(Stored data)
::::::::
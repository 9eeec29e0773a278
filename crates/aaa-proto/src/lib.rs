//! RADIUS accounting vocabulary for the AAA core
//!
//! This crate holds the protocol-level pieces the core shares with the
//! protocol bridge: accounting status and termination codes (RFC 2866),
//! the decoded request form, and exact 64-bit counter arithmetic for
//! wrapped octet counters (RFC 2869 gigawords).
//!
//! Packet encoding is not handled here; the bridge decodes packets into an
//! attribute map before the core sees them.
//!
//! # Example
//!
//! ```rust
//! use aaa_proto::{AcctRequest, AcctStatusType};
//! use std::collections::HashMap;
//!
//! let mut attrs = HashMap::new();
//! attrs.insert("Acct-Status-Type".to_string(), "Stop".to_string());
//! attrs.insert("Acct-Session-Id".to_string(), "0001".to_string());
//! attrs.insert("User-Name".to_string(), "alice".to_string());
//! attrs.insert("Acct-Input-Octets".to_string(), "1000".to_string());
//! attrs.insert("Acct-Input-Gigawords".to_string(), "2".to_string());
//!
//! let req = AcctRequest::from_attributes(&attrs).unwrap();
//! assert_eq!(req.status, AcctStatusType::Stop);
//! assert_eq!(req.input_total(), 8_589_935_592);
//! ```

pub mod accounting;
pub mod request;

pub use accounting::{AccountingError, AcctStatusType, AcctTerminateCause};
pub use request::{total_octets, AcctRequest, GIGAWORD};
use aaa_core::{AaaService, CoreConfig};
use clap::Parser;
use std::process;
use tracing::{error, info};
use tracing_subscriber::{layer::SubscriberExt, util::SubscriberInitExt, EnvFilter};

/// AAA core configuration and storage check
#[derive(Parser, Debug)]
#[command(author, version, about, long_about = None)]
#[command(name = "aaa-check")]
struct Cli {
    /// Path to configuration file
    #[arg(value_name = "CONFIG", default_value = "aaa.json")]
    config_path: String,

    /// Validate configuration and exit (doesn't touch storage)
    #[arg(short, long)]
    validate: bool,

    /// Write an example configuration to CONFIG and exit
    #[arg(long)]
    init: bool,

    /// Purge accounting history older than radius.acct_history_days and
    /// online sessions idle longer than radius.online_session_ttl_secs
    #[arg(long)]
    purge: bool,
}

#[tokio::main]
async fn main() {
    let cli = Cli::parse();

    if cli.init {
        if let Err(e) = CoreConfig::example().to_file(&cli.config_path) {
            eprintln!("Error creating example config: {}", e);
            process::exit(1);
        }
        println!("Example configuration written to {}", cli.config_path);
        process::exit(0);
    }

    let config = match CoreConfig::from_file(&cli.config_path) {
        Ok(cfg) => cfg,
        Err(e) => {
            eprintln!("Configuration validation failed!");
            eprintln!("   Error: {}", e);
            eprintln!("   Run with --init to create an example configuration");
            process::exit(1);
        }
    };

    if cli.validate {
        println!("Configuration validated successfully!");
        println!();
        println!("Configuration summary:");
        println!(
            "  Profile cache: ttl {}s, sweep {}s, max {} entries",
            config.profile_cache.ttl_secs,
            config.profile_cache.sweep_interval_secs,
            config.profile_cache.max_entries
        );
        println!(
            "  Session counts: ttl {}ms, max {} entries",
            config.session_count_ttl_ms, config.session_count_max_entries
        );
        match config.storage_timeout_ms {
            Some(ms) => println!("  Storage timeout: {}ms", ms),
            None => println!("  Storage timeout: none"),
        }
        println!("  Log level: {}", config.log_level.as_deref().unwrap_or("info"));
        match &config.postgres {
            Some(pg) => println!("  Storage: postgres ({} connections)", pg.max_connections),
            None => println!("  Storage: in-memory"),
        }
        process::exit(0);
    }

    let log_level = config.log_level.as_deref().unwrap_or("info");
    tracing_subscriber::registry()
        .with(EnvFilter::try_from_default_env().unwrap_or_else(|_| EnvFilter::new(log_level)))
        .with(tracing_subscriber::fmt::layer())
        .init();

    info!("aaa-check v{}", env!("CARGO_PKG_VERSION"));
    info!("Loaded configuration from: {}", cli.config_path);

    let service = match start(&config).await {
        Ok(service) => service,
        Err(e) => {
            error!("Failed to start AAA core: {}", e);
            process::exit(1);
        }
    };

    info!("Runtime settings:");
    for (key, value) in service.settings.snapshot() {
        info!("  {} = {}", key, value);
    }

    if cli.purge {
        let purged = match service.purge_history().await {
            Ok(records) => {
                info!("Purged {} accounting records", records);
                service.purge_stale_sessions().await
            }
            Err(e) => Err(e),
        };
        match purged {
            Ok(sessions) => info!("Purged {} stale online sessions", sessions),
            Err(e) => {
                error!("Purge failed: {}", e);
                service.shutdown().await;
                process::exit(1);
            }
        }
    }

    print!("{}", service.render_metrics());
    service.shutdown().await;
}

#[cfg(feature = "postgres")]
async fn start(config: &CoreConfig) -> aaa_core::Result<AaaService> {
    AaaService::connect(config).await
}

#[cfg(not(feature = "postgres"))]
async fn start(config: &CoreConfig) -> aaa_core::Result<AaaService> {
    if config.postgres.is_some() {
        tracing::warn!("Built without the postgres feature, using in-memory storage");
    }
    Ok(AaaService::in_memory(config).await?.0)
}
::::::::
- **Activity**: Pick from the records each line that contains the word "insert" and show it.

- **Result**:
//! attrs.insert("Acct-Status-Type".to_string(), "Stop".to_string());
//! attrs.insert("Acct-Session-Id".to_string(), "0001".to_string());
//! attrs.insert("User-Name".to_string(), "alice".to_string());
//! attrs.insert("Acct-Input-Octets".to_string(), "1000".to_string());
//! attrs.insert("Acct-Input-Gigawords".to_string(), "2".to_string());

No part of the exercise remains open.